The human brain can easily focus on one speaker and suppress others in scenarios such as a cocktail party. Recently, researchers found that auditory attention can be decoded from the electroencephalogram (EEG) data. However, most existing deep learning methods are difficult to use prior knowledge of different views (that is attended speech and EEG are task-related views) and extract an unsatisfactory representation. Inspired by Broadbent's filter model, we decode auditory attention in a multi-view paradigm and extract the most relevant and important information utilizing the missing view.

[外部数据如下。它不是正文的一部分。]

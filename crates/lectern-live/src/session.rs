//! Room sessions and the client that owns them.

use std::sync::atomic::{AtomicBool, Ordering};
use std::sync::Arc;

use lectern_common::{RoomId, SessionId};
use tokio::sync::{mpsc, watch};
use tracing::{info, warn};

use crate::auxiliary::AuxiliaryChannelMux;
use crate::config::LiveConfig;
use crate::consumer::ConsumerSession;
use crate::context::SessionContext;
use crate::error::{LiveError, Result};
use crate::media::{
    Direction, MediaEngine, MediaKind, MediaSink, MediaTrack, TransportDiagnostics,
};
use crate::producer::{Producer, ProducerSession};
use crate::signaling::{ConnectionStatus, SignalingChannel};
use crate::transport::TransportManager;

// ---------------------------------------------------------------------------
// Types
// ---------------------------------------------------------------------------

#[derive(Debug, Clone, Copy, PartialEq, Eq)]
pub enum Role {
    /// Teacher: publishes camera and microphone.
    Publisher,
    /// Student: receives the teacher's tracks.
    Subscriber,
}

impl std::fmt::Display for Role {
    fn fmt(&self, f: &mut std::fmt::Formatter<'_>) -> std::fmt::Result {
        match self {
            Role::Publisher => write!(f, "publisher"),
            Role::Subscriber => write!(f, "subscriber"),
        }
    }
}

#[derive(Debug, Clone, Copy, PartialEq, Eq)]
pub enum SessionStatus {
    Idle,
    Connecting,
    Connected,
    Failed,
}

/// Notifications for the application driving a session.
#[derive(Debug, Clone)]
pub enum SessionEvent {
    StatusChanged(SessionStatus),
    ConsumerAdded {
        producer_id: String,
        kind: MediaKind,
    },
    SubscriptionFailed {
        producer_id: String,
        reason: String,
    },
    TransportFailed {
        direction: Direction,
        diagnostics: TransportDiagnostics,
    },
    NegotiationFailed(String),
    /// The signaling socket dropped. Requests in flight were cancelled.
    SignalingLost,
    /// The socket is back and the room was rejoined.
    SignalingRestored,
    /// The remote stream rendered its first frame.
    Playing,
}

// ---------------------------------------------------------------------------
// LiveClient
// ---------------------------------------------------------------------------

/// Entry point: owns the signaling channel and hands out sessions, at
/// most one at a time.
pub struct LiveClient {
    signaling: SignalingChannel,
    engine: Arc<dyn MediaEngine>,
    config: LiveConfig,
    active: Arc<AtomicBool>,
}

impl LiveClient {
    pub fn new(config: LiveConfig, engine: Arc<dyn MediaEngine>) -> Self {
        let signaling = SignalingChannel::new(config.signaling.clone());
        Self::with_channel(config, engine, signaling)
    }

    /// Build a client on an existing channel.
    pub fn with_channel(
        config: LiveConfig,
        engine: Arc<dyn MediaEngine>,
        signaling: SignalingChannel,
    ) -> Self {
        Self {
            signaling,
            engine,
            config,
            active: Arc::new(AtomicBool::new(false)),
        }
    }

    /// Start the signaling connection. Idempotent.
    pub fn connect(&self) {
        self.signaling.connect();
    }

    pub fn signaling(&self) -> &SignalingChannel {
        &self.signaling
    }

    pub fn has_active_session(&self) -> bool {
        self.active.load(Ordering::Acquire)
    }

    /// Join `room` in `role`. Fails with [`LiveError::SessionActive`]
    /// while another session from this client has not left.
    pub async fn join(
        &self,
        room: impl Into<RoomId>,
        role: Role,
    ) -> Result<(Session, mpsc::Receiver<SessionEvent>)> {
        if self
            .active
            .compare_exchange(false, true, Ordering::AcqRel, Ordering::Acquire)
            .is_err()
        {
            return Err(LiveError::SessionActive);
        }

        let started = Session::start(
            &self.signaling,
            Arc::clone(&self.engine),
            &self.config,
            room.into(),
            role,
            Arc::clone(&self.active),
        )
        .await;
        if started.is_err() {
            self.active.store(false, Ordering::Release);
        }
        started
    }
}

// ---------------------------------------------------------------------------
// Session
// ---------------------------------------------------------------------------

/// One participation in a room. Leave it with [`Session::leave`].
pub struct Session {
    id: SessionId,
    room: RoomId,
    role: Role,
    ctx: SessionContext,
    transports: Arc<TransportManager>,
    producer: Option<ProducerSession>,
    consumer: Option<ConsumerSession>,
    aux: AuxiliaryChannelMux,
    slot: Arc<AtomicBool>,
    left: AtomicBool,
}

impl Session {
    async fn start(
        signaling: &SignalingChannel,
        engine: Arc<dyn MediaEngine>,
        config: &LiveConfig,
        room: RoomId,
        role: Role,
        slot: Arc<AtomicBool>,
    ) -> Result<(Self, mpsc::Receiver<SessionEvent>)> {
        let scoped = signaling.scoped();
        let (ctx, events) = SessionContext::new(scoped.clone(), engine);
        let transports = Arc::new(TransportManager::new(
            ctx.clone(),
            config.transport.clone(),
        ));
        let connection = scoped.connection_status()?;
        let aux = AuxiliaryChannelMux::new(scoped, config.auxiliary.clone());

        let (producer, consumer) = match role {
            Role::Publisher => (
                Some(ProducerSession::new(ctx.clone(), Arc::clone(&transports))),
                None,
            ),
            Role::Subscriber => {
                let consumer = ConsumerSession::new(ctx.clone(), Arc::clone(&transports));
                consumer.start().await?;
                (None, Some(consumer))
            }
        };

        let session = Self {
            id: SessionId::new(),
            room,
            role,
            ctx,
            transports,
            producer,
            consumer,
            aux,
            slot,
            left: AtomicBool::new(false),
        };
        session.aux.join_room(&session.room).await?;
        tokio::spawn(follow_signaling(session.ctx.clone(), connection));
        info!(session_id = %session.id, room = %session.room, role = %role, "Session started");
        Ok((session, events))
    }

    pub fn id(&self) -> &SessionId {
        &self.id
    }

    pub fn room(&self) -> &RoomId {
        &self.room
    }

    pub fn role(&self) -> Role {
        self.role
    }

    pub fn status(&self) -> watch::Receiver<SessionStatus> {
        self.ctx.status()
    }

    pub fn current_status(&self) -> SessionStatus {
        self.ctx.current_status()
    }

    pub fn producer(&self) -> Option<&ProducerSession> {
        self.producer.as_ref()
    }

    pub fn consumer(&self) -> Option<&ConsumerSession> {
        self.consumer.as_ref()
    }

    pub fn transports(&self) -> &TransportManager {
        &self.transports
    }

    /// Chat and whiteboard for this session's room.
    pub fn aux(&self) -> &AuxiliaryChannelMux {
        &self.aux
    }

    /// Negotiate a publish transport and produce `tracks` on it.
    pub async fn publish(&self, tracks: Vec<MediaTrack>) -> Result<Vec<Producer>> {
        let producer = self
            .producer
            .as_ref()
            .ok_or_else(|| LiveError::Protocol("publishing requires the publisher role".into()))?;

        self.ctx.set_status(SessionStatus::Connecting);
        let result = async {
            let device = self.ctx.ensure_device().await?;
            let transport = self.transports.create_publish_transport(&device).await?;
            transport.connect().await?;
            producer.start_publishing(tracks).await
        }
        .await;

        match &result {
            Ok(producers) => {
                info!(count = producers.len(), "Publishing");
                self.ctx.set_status(SessionStatus::Connected);
            }
            Err(LiveError::Cancelled) => {}
            Err(e) => {
                warn!(error = %e, "Publishing failed");
                self.ctx.set_status(SessionStatus::Failed);
                self.ctx
                    .emit(SessionEvent::NegotiationFailed(e.to_string()));
            }
        }
        result
    }

    pub async fn toggle_camera(&self, enabled: bool) {
        if let Some(producer) = &self.producer {
            producer.toggle_camera(enabled).await;
        }
    }

    pub async fn toggle_mic(&self, enabled: bool) {
        if let Some(producer) = &self.producer {
            producer.toggle_mic(enabled).await;
        }
    }

    /// Attach the sink that renders the teacher's stream.
    pub async fn attach_sink(&self, sink: Arc<dyn MediaSink>) -> Result<()> {
        let consumer = self
            .consumer
            .as_ref()
            .ok_or_else(|| LiveError::Protocol("only subscribers render remote media".into()))?;
        consumer.set_sink(sink).await;
        Ok(())
    }

    /// Tear the session down and free the client for another join.
    pub async fn leave(self) {
        self.teardown().await;
    }

    async fn teardown(&self) {
        if self.left.swap(true, Ordering::AcqRel) {
            return;
        }
        info!(session_id = %self.id, room = %self.room, "Leaving session");

        self.ctx.invalidate();
        if let Some(producer) = &self.producer {
            producer.stop_publishing().await;
        }
        match &self.consumer {
            Some(consumer) => consumer.leave_room().await,
            None => self.ctx.signaling.reset().await,
        }
        self.transports.close_all().await;
        self.aux.shutdown();
        self.ctx.set_status(SessionStatus::Idle);
        self.slot.store(false, Ordering::Release);
    }
}

/// Mirror socket loss into the session status until the session ends.
async fn follow_signaling(ctx: SessionContext, mut connection: watch::Receiver<ConnectionStatus>) {
    let mut before_loss: Option<SessionStatus> = None;
    loop {
        tokio::select! {
            _ = ctx.cancel.cancelled() => return,
            changed = connection.changed() => {
                if changed.is_err() {
                    return;
                }
            }
        }
        let status = *connection.borrow_and_update();
        match (status, before_loss) {
            (ConnectionStatus::Disconnected, None) => {
                warn!("Signaling lost");
                before_loss = Some(ctx.current_status());
                ctx.set_status(SessionStatus::Failed);
                ctx.emit(SessionEvent::SignalingLost);
            }
            (ConnectionStatus::Connected, Some(previous)) => {
                info!("Signaling restored");
                before_loss = None;
                // A negotiation that was cut off stays failed.
                if ctx.current_status() == SessionStatus::Failed
                    && previous != SessionStatus::Connecting
                {
                    ctx.set_status(previous);
                }
                ctx.emit(SessionEvent::SignalingRestored);
            }
            _ => {}
        }
    }
}

impl Drop for Session {
    fn drop(&mut self) {
        if self.left.swap(true, Ordering::AcqRel) {
            return;
        }
        warn!(session_id = %self.id, "Session dropped without leaving");
        self.ctx.invalidate();
        self.aux.shutdown();
        if let Ok(runtime) = tokio::runtime::Handle::try_current() {
            let signaling = self.ctx.signaling.clone();
            let transports = Arc::clone(&self.transports);
            runtime.spawn(async move {
                signaling.detach().await;
                transports.close_all().await;
            });
        }
        self.slot.store(false, Ordering::Release);
    }
}

#[cfg(test)]
mod tests;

Specifically, we propose an auditory attention decoding (AAD) method based on multi-view VAE with task-related multi-view contrastive (TMC) learning. Employing TMC learning in multi-view VAE can utilize the missing view to accumulate prior knowledge of different views into the fusion of representation, and extract the approximate task-related representation. We examine our method on two popular AAD datasets, and demonstrate the superiority of our method by comparing it to the state-of-the-art method.